HONG KONG - Since the second half of 2003, a host of statistics and government officials have heralded Hong Kong's economic recovery from a six-year slump, capped by the disastrous severe acute respiratory syndrome (SARS) outbreak early last year. However, these encouraging signs of recovery have not yet fattened most Hong Kong wallets. In fact, most people in Hong Kong are no better off today than they were before SARS.

It is 8pm and Choi Chi-kwong's restaurant in the midst of the hustle-bustle of Mongkok in Kowloon is full of customers. Yet Choi is not smiling as he tends to the crowd. Ironically, his high business volume is precisely what troubles him.

"During the SARS period last year, I created numerous cheap set meals in order to attract more customers. In fact, the meals were sold at a loss," Choi explains. "However, I had no choice but to sell at a great sacrifice, since I would lose more if I did not do so. After the SARS period, nearly all the customers kept ordering these cheap set meals. When I tried to cancel these set meals, business volume dropped drastically. Now I have to keep offering these set meals, hoping that customers will also order other dishes to offset the loss," Choi says with a rueful smile.

"Is Hong Kong really in the midst of economic recovery? I don't think so. People are reluctant to spend even a penny. The economic situation nowadays surely cannot compare with that of 1996 and 1997," Choi contends. "It is even worse than that of the early 1990s. What the customers consider the most when spending is cheap price. Cheap, cheap and cheap, but how can we sellers earn at such cheap prices? Policies such as the Individual Tourists Scheme [ITS, allowing individual tourists from the mainland to visit Hong Kong without joining group tours] cannot help enough.

"Worse still, the illusion of economic recovery raises rents. The rent will be increased when I have to renew the [restaurant's] tenancy agreement this coming August. However, the flat I bought is still in negative equity. I don't think I'm better off," Choi concludes.

From SARS to CEPA
Undeniably, Hong Kong's economy has been improving since the second quarter last year after its pummeling by SARS. Encouraged by more ties to the booming mainland, including the Closer Economic Partnership Arrangement (CEPA) and ITS, that promise more mainlanders and their money visiting Hong Kong, the stock market and property markets staged a recovery.

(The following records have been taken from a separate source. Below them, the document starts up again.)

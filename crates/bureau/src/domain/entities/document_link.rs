//! DocumentLink - Association between a document and a CRM object
//!
//! Identified by `(document_id, entity_type, entity_id)` and indexed from
//! both sides.

use chrono::{DateTime, Utc};
use serde::{Deserialize, Serialize};
use uuid::Uuid;

use super::entity::{Entity, Validate};
use crate::domain::config::DomainConfig;
use crate::domain::errors::DomainError;
use crate::domain::value_objects::{FieldValue, LinkedEntityType};

#[derive(Debug, Clone, PartialEq, Serialize, Deserialize)]
pub struct DocumentLink {
    pub id: Uuid,
    pub document_id: Uuid,
    pub entity_type: LinkedEntityType,
    pub entity_id: String,
    pub note: Option<String>,
    pub created_at: DateTime<Utc>,
    pub updated_at: DateTime<Utc>,
}

#[derive(Debug, Clone)]
pub struct NewDocumentLink {
    pub document_id: Uuid,
    pub entity_type: LinkedEntityType,
    pub entity_id: String,
    pub note: Option<String>,
}

#[derive(Debug, Clone, Default)]
pub struct DocumentLinkPatch {
    pub note: Option<Option<String>>,
}

/// Key of the linked CRM object in the `target` index
pub fn target_key(entity_type: LinkedEntityType, entity_id: &str) -> String {
    format!("{entity_type}:{}", entity_id.trim())
}

impl DocumentLink {
    pub const BY_DOCUMENT: &'static str = "document";
    pub const BY_TARGET: &'static str = "target";

    pub fn target_key(&self) -> String {
        target_key(self.entity_type, &self.entity_id)
    }

    /// Same composite key
    pub fn same_relation(&self, other: &NewDocumentLink) -> bool {
        self.document_id == other.document_id
            && self.entity_type == other.entity_type
            && self.entity_id == other.entity_id.trim()
    }
}

impl Validate for NewDocumentLink {
    fn validate(&self, _config: &DomainConfig) -> Result<(), DomainError> {
        if self.entity_id.trim().is_empty() {
            return Err(DomainError::validation("entity_id", "must not be empty"));
        }
        Ok(())
    }
}

impl Validate for DocumentLinkPatch {
    fn validate(&self, _config: &DomainConfig) -> Result<(), DomainError> {
        Ok(())
    }
}

impl Entity for DocumentLink {
    const ENTITY_TYPE: &'static str = "DocumentLink";
    const FIELDS: &'static [&'static str] = &[
        "id",
        "document_id",
        "entity_type",
        "entity_id",
        "note",
        "created_at",
        "updated_at",
    ];
    const INDEXES: &'static [&'static str] = &[Self::BY_DOCUMENT, Self::BY_TARGET];

    type Draft = NewDocumentLink;
    type Patch = DocumentLinkPatch;

    fn from_draft(id: Uuid, now: DateTime<Utc>, draft: NewDocumentLink) -> Self {
        Self {
            id,
            document_id: draft.document_id,
            entity_type: draft.entity_type,
            entity_id: draft.entity_id.trim().to_string(),
            note: draft.note,
            created_at: now,
            updated_at: now,
        }
    }

    fn apply_patch(&mut self, patch: DocumentLinkPatch) {
        if let Some(note) = patch.note {
            self.note = note;
        }
    }

    fn id(&self) -> Uuid {
        self.id
    }

    fn created_at(&self) -> DateTime<Utc> {
        self.created_at
    }

    fn updated_at(&self) -> DateTime<Utc> {
        self.updated_at
    }

    fn set_timestamps(&mut self, created_at: DateTime<Utc>, updated_at: DateTime<Utc>) {
        self.created_at = created_at;
        self.updated_at = updated_at;
    }

    fn field(&self, name: &str) -> Option<FieldValue> {
        Some(match name {
            "id" => self.id.into(),
            "document_id" => self.document_id.into(),
            "entity_type" => self.entity_type.to_string().into(),
            "entity_id" => self.entity_id.as_str().into(),
            "note" => self.note.clone().into(),
            "created_at" => self.created_at.into(),
            "updated_at" => self.updated_at.into(),
            _ => return None,
        })
    }

    fn index_keys(&self, index: &str) -> Vec<String> {
        match index {
            Self::BY_DOCUMENT => vec![self.document_id.to_string()],
            Self::BY_TARGET => vec![self.target_key()],
            _ => Vec::new(),
        }
    }
}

Residential mortgages also grew strongly in the second half of last year. More important, cases of negative equity - in which a homeowner¡¯s debt on a property exceeds its market value - declined significantly, from 100,000 in the second quarter of 2003 to 40,000 in the first quarter this year, according to Hong Kong Monetary Authority statistics. This striking news helped boost the stock market, especially the property and banking sectors. The benchmark Hang Seng Index rose from around 8,000 during the SARS period to above 14,000 on March 1, an increase of more than 60 percent. That has prompted many analysts and government officials to declare that Hong Kong is in the midst of an economic recovery that will rack up big growth numbers for 2004.

However, despite the good signs, there are troubling undercurrents.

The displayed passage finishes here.